Meski tak pernah absen dalam kisah-kisah epos Mahabharata, Dropadi hampir selalu hanya memiliki porsi kecil di dalamnya. Padahal, ia memiliki peran penting dalam keseluruhan kisah Bharatayuda.

Kegelisahan akan hal itu memicu penulis Triyanto Triwikromo untuk merombak kisah tentang Bharatayuda dalam novel barunya, Pertempuran Lain Dropadi.

“Saya merombak kisah tentang Dropadi yang telah ada selama ini. Saya benar-benar melakukan perombakan,” ujat Triyanto dalam diskusi virtual di platform Instagram Penerbit KPG, Kamis (21/7).

Dijelaskan Triyanto, Pertempuran Lain Dropadi menceritakan pertempuran agung keluarga Bharata dengan Dropadi sebagai tokoh sentral. Namun, berbeda dengan novel Istana Khayalan karya Chitra Divakaruni yang juga menjadikan Dropadi tokoh utama, narasi pada novel Triyanto dituturkan oleh pencerita yang dianggap gila, yakni Dewi Sarasvati.

“Karena kalau Dropadi menceritakan dirinya sendiri, cerita akan terkesan penuh dengan ego pribadi Dropadi. Keseluruhan kesan cerita akan sangat berbeda ketika saya menggunakan sudut pandang Dropadi sendiri dalam cerita,” ujarnya.

Sarasvati menceritakan sosok Dropadi sebagai seorang yang mungkin tak pernah terbayangkan oleh para pembaca Mahabharata sebelumnya. Bukan Dropadi yang tidak bisa apa-apa, melainkan perempuan perkasa yang memicu pertempuran akbar di Kurusetra. Ia juga berjuang menegakkan martabat dan akhirnya menjadi bagian terpenting dari Perang Bharatayuda.

“Dropadi merupakan tokoh penting dalam Mahabharata, tapi sayang ruang ekspresinya sangat sedikit. Rata-rata kisah Dropadi hanya menyoroti bagaimana Dropadi dikorbankan dalam perjudian. Saya merasa ia butuh ruang untuk kisah hidupnya sejak lahir hingga akhir hidupnya,” tutur Triyanto.

Sebagai penikmat cerita-cerita Mahabharata, lanjutnya, ia merasa tak puas dengan kehadiran kisah Dropadi dalam berbagai teks yang ada selama ini. Ketidakpuasan itu yang membuatnya melakukan pemberontakan dengan merancang ulang dunia baru untuk Dropadi.

Salah satu hal 'nyeleneh' yang direka Triyanto ialah tentang kondisi mata Dropadi. Dalam teks atau buku-buku lainnya, kata dia, tak akan ada pembaca menemukan Dropadi yang terkadang buta atau hanya bisa melihat satu pertiga bagian.

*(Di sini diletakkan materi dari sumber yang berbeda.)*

//! Deep-link payload decoding.
//!
//! Wire formats:
//! - legacy: `uushare:<nick>;<email>;<passwordB64>`
//! - signed: `uushare:<nick>;<email>;<passwordB64>;<nonce>;<signatureHex>`
//!
//! Fields are positional. The mode is chosen by field count alone.

use crate::error::{ShareError, ShareResult};

/// Scheme prefix registered with the operating system.
pub const SCHEME_PREFIX: &str = "uushare:";

/// Field separator inside the payload.
pub const FIELD_DELIMITER: char = ';';

/// Minimum field count for an unsigned payload.
pub const LEGACY_FIELDS: usize = 3;

/// Minimum field count for a signed payload.
pub const SIGNED_FIELDS: usize = 5;

/// Remove every occurrence of the scheme prefix.
pub fn strip_scheme(raw: &str) -> String {
    raw.replace(SCHEME_PREFIX, "")
}

/// Strip the scheme prefix and split on `;`.
///
/// Performs no trimming, case folding or length validation.
pub fn decode(raw: &str) -> PayloadFields {
    let stripped = strip_scheme(raw);
    PayloadFields(stripped.split(FIELD_DELIMITER).map(str::to_string).collect())
}

/// Ordered fields of a decoded payload.
#[derive(Debug, Clone, PartialEq, Eq)]
pub struct PayloadFields(Vec<String>);

impl PayloadFields {
    pub fn get(&self, index: usize) -> Option<&str> {
        self.0.get(index).map(String::as_str)
    }

    pub fn as_slice(&self) -> &[String] {
        &self.0
    }

    /// Mode implied by the field count, or `None` if too short for either.
    pub fn mode(&self) -> Option<Mode> {
        match self.0.len() {
            n if n >= SIGNED_FIELDS => Some(Mode::Signed),
            n if n >= LEGACY_FIELDS => Some(Mode::Legacy),
            _ => None,
        }
    }

    /// Validate the field count and bind fields to their protocol roles.
    pub fn into_deep_link(self) -> ShareResult<DeepLink> {
        let mode = self.mode().ok_or(ShareError::MalformedPayload {
            found: self.0.len(),
            required: LEGACY_FIELDS,
        })?;

        let mut fields = self.0.into_iter();
        // Length was checked above; each `next()` is present.
        let mut take = || fields.next().unwrap_or_default();
        let nick = take();
        let email = take();
        let password_b64 = take();
        let signature = match mode {
            Mode::Signed => {
                let nonce = take();
                let signature_hex = take();
                Some(SignedPart {
                    nonce,
                    signature_hex,
                })
            }
            Mode::Legacy => None,
        };

        Ok(DeepLink {
            nick,
            email,
            password_b64,
            signature,
        })
    }
}

/// Protocol mode of a payload.
#[derive(Debug, Clone, Copy, PartialEq, Eq)]
pub enum Mode {
    /// Three or four fields, no integrity check.
    Legacy,
    /// Five or more fields, HMAC-SHA256 signed.
    Signed,
}

/// Nonce and signature of a signed payload.
#[derive(Debug, Clone, PartialEq, Eq)]
pub struct SignedPart {
    pub nonce: String,
    pub signature_hex: String,
}

/// A payload with its fields bound to protocol roles.
///
/// The password is still base64 here; see [`crate::credential`].
#[derive(Debug, Clone, PartialEq, Eq)]
pub struct DeepLink {
    pub nick: String,
    pub email: String,
    pub password_b64: String,
    pub signature: Option<SignedPart>,
}

impl DeepLink {
    pub fn mode(&self) -> Mode {
        if self.signature.is_some() {
            Mode::Signed
        } else {
            Mode::Legacy
        }
    }

    /// Parse a raw OS argument into a role-bound payload.
    pub fn parse(raw: &str) -> ShareResult<Self> {
        decode(raw).into_deep_link()
    }

    /// Render back to wire form, prefix included.
    pub fn to_uri(&self) -> String {
        let mut fields = vec![
            self.nick.as_str(),
            self.email.as_str(),
            self.password_b64.as_str(),
        ];
        if let Some(signed) = &self.signature {
            fields.push(&signed.nonce);
            fields.push(&signed.signature_hex);
        }
        format!("{SCHEME_PREFIX}{}", fields.join(";"))
    }
}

Kebutaan Dropadi itu membuat cerita jadi lebih menarik. Pembaca akan dibuat penasaran tentang bagaimana sosok Dropadi yang buta tetap bisa hadir begitu kuat dan berpengaruh besar dalam keseluruhan kisah karangan Triyanto.

“Bagaimana saya menuliskannya dalam perspektif orang buta itu yang menjadi tantangan buat saya. Ini jadi semacam sebuah teks metafor, melihat dari perspektif orang buta itu kias. Di mana dunia yang riuh rendah dengan pertempuran, kehancuran, dan keriuhan kekuasaan dipandang dari sudut pandang perempuan, perempuan buta pula,” ujar Triyanto.

Pertempuran Lain Dropadi pun sengaja ia buat penuh dengan perombakan atau dekonstruksi dari cerita-cerita Bharatayuda yang telah ada. Hal itu disebutnya sebagai keutamaan yang paling ia tonjolkan dalam buku karangannya ini.

“Konstruksinya sudah saya acak sedemikian rupa. Pembaca Mahabharata yang asli pasti reaksinya akan beragam. Ada senang mungkin, ada yang tidak setuju, ada yang marah,” ujarnya.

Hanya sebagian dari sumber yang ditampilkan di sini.